Problem details: Within the data below, find the string "covered" and return each line where it occurs.

==== Data for the task

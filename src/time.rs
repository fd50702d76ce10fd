//! Validity intervals and the temporal objects that carry them.
//!
//! Every element that flows through a [`Graph`](crate::graph::Graph) is a
//! [`TemporalObject`]: a payload paired with a half-open validity interval
//! `[start, end)`. A point-in-time event is the degenerate interval
//! `[t, t + 1)`; an element without a known end uses [`INFINITY`].
//!
//! ## Ordering contract
//!
//! Operators rely on one property of their inputs: on a single input, the
//! start timestamps of arriving elements never decrease. The start timestamp is
//! the element's *timestamp* for heartbeat and ordering purposes.
//!
//! ## Predicates
//!
//! The free functions at the bottom of this module ([`value_equivalent`],
//! [`interval_overlap`], [`ends_before`], [`starts_at_or_before`],
//! [`start_order`]) are the building blocks that temporal operators plug into
//! their sweep areas.

use crate::error::InvalidInterval;
use serde::{Deserialize, Serialize};
use std::cmp::Ordering;
use std::fmt;

/// A point in logical time. Timestamps are application defined (milliseconds,
/// sequence numbers, ...) but must be totally ordered and non-negative.
pub type Timestamp = u64;

/// Sentinel for "unbounded": the end of an open interval, and the latest
/// timestamp of an input that has signaled completion.
pub const INFINITY: Timestamp = Timestamp::MAX;

/// Marker trait for values carried through a graph.
///
/// Blanket-implemented for every type that is cloneable, comparable for
/// equality, debuggable and thread-safe.
pub trait Payload: Clone + PartialEq + fmt::Debug + Send + Sync + 'static {}

impl<T> Payload for T where T: Clone + PartialEq + fmt::Debug + Send + Sync + 'static {}

/// A half-open validity interval `[start, end)`.
///
/// The constructor rejects empty intervals (`end <= start`).
#[derive(Clone, Copy, Debug, Eq, Hash, PartialEq, Serialize, Deserialize)]
pub struct TimeInterval {
  start: Timestamp,
  end: Timestamp,
}

impl TimeInterval {
  /// Creates the interval `[start, end)`.
  ///
  /// # Errors
  ///
  /// Returns [`InvalidInterval`] when `end <= start`.
  pub fn new(start: Timestamp, end: Timestamp) -> Result<Self, InvalidInterval> {
    if end <= start {
      return Err(InvalidInterval { start, end });
    }
    Ok(Self { start, end })
  }

  /// Creates the point interval `[t, t + 1)`.
  ///
  /// `t` must be below [`INFINITY`]; the end saturates otherwise.
  pub fn point(t: Timestamp) -> Self {
    debug_assert!(t < INFINITY, "point interval at INFINITY");
    Self {
      start: t.min(INFINITY - 1),
      end: t.saturating_add(1),
    }
  }

  /// Creates the open interval `[start, INFINITY)`.
  pub fn open_ended(start: Timestamp) -> Self {
    Self {
      start: start.min(INFINITY - 1),
      end: INFINITY,
    }
  }

  /// Start (inclusive).
  #[inline]
  pub const fn start(&self) -> Timestamp {
    self.start
  }

  /// End (exclusive).
  #[inline]
  pub const fn end(&self) -> Timestamp {
    self.end
  }

  /// Returns true if the interval has no finite end.
  #[inline]
  pub const fn is_open_ended(&self) -> bool {
    self.end == INFINITY
  }

  /// Number of time instants covered by the interval.
  #[inline]
  pub const fn duration(&self) -> u64 {
    self.end - self.start
  }

  /// Returns true if `t` lies within `[start, end)`.
  #[inline]
  pub const fn contains(&self, t: Timestamp) -> bool {
    self.start <= t && t < self.end
  }

  /// Returns true if both intervals share at least one instant.
  #[inline]
  pub const fn overlaps(&self, other: &TimeInterval) -> bool {
    self.start < other.end && other.start < self.end
  }

  /// Returns the common part of both intervals, if any.
  pub fn intersect(&self, other: &TimeInterval) -> Option<TimeInterval> {
    let start = self.start.max(other.start);
    let end = self.end.min(other.end);
    (start < end).then_some(TimeInterval { start, end })
  }

  /// Returns the parts of `self` not covered by `other`.
  ///
  /// The result holds zero, one or two intervals, ordered by start.
  pub fn difference(&self, other: &TimeInterval) -> Vec<TimeInterval> {
    if !self.overlaps(other) {
      return vec![*self];
    }
    let mut parts = Vec::with_capacity(2);
    if self.start < other.start {
      parts.push(TimeInterval {
        start: self.start,
        end: other.start,
      });
    }
    if other.end < self.end {
      parts.push(TimeInterval {
        start: other.end,
        end: self.end,
      });
    }
    parts
  }

  /// Returns this interval with its start raised to at least `start`.
  ///
  /// Returns `None` if nothing of the interval remains.
  pub fn clip_start(&self, start: Timestamp) -> Option<TimeInterval> {
    let start = self.start.max(start);
    (start < self.end).then_some(TimeInterval {
      start,
      end: self.end,
    })
  }
}

impl fmt::Display for TimeInterval {
  fn fmt(&self, f: &mut fmt::Formatter<'_>) -> fmt::Result {
    if self.is_open_ended() {
      write!(f, "[{}, inf)", self.start)
    } else {
      write!(f, "[{}, {})", self.start, self.end)
    }
  }
}

/// A payload paired with its validity interval.
#[derive(Clone, Debug, Eq, Hash, PartialEq, Serialize, Deserialize)]
pub struct TemporalObject<P> {
  payload: P,
  interval: TimeInterval,
}

impl<P> TemporalObject<P> {
  /// Creates a temporal object valid during `interval`.
  pub const fn new(payload: P, interval: TimeInterval) -> Self {
    Self { payload, interval }
  }

  /// Creates a point-in-time object valid at `t` only.
  pub fn point(payload: P, t: Timestamp) -> Self {
    Self::new(payload, TimeInterval::point(t))
  }

  /// Creates an object valid on `[start, end)`.
  ///
  /// # Errors
  ///
  /// Returns [`InvalidInterval`] when `end <= start`.
  pub fn valid(payload: P, start: Timestamp, end: Timestamp) -> Result<Self, InvalidInterval> {
    Ok(Self::new(payload, TimeInterval::new(start, end)?))
  }

  /// The payload.
  #[inline]
  pub const fn payload(&self) -> &P {
    &self.payload
  }

  /// Consumes the object and returns its payload.
  #[inline]
  pub fn into_payload(self) -> P {
    self.payload
  }

  /// The validity interval.
  #[inline]
  pub const fn interval(&self) -> &TimeInterval {
    &self.interval
  }

  /// Start timestamp; this is the element's timestamp for ordering.
  #[inline]
  pub const fn start(&self) -> Timestamp {
    self.interval.start
  }

  /// End timestamp (exclusive).
  #[inline]
  pub const fn end(&self) -> Timestamp {
    self.interval.end
  }

  /// Returns the same payload with a different interval.
  pub fn with_interval(self, interval: TimeInterval) -> Self {
    Self {
      payload: self.payload,
      interval,
    }
  }

  /// Transforms the payload, keeping the interval.
  pub fn map<Q>(self, f: impl FnOnce(P) -> Q) -> TemporalObject<Q> {
    TemporalObject {
      payload: f(self.payload),
      interval: self.interval,
    }
  }

  /// Returns every instant at which the object is valid.
  ///
  /// Only meaningful for bounded intervals; open intervals yield an
  /// effectively endless range.
  pub fn snapshots(&self) -> std::ops::Range<Timestamp> {
    self.interval.start..self.interval.end
  }
}

impl<P: fmt::Display> fmt::Display for TemporalObject<P> {
  fn fmt(&self, f: &mut fmt::Formatter<'_>) -> fmt::Result {
    write!(f, "({}, {})", self.payload, self.interval)
  }
}

/// Payload equality, ignoring intervals.
pub fn value_equivalent<P: PartialEq>(a: &TemporalObject<P>, b: &TemporalObject<P>) -> bool {
  a.payload == b.payload
}

/// Interval overlap, ignoring payloads.
pub fn interval_overlap<P>(a: &TemporalObject<P>, b: &TemporalObject<P>) -> bool {
  a.interval.overlaps(&b.interval)
}

/// Remove predicate: the stored object's validity ended at or before `bound`,
/// so no element starting at `bound` or later can overlap it.
pub fn ends_before<P>(stored: &TemporalObject<P>, bound: &Timestamp) -> bool {
  stored.end() <= *bound
}

/// Remove predicate for ordered release: the stored object starts at or
/// before `bound`.
pub fn starts_at_or_before<P>(stored: &TemporalObject<P>, bound: &Timestamp) -> bool {
  stored.start() <= *bound
}

/// Orders temporal objects by start timestamp.
pub fn start_order<P>(a: &TemporalObject<P>, b: &TemporalObject<P>) -> Ordering {
  a.start().cmp(&b.start())
}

========

Solution to the exercise:
  /// Number of time instants covered by the interval.
  /// Returns the parts of `self` not covered by `other`.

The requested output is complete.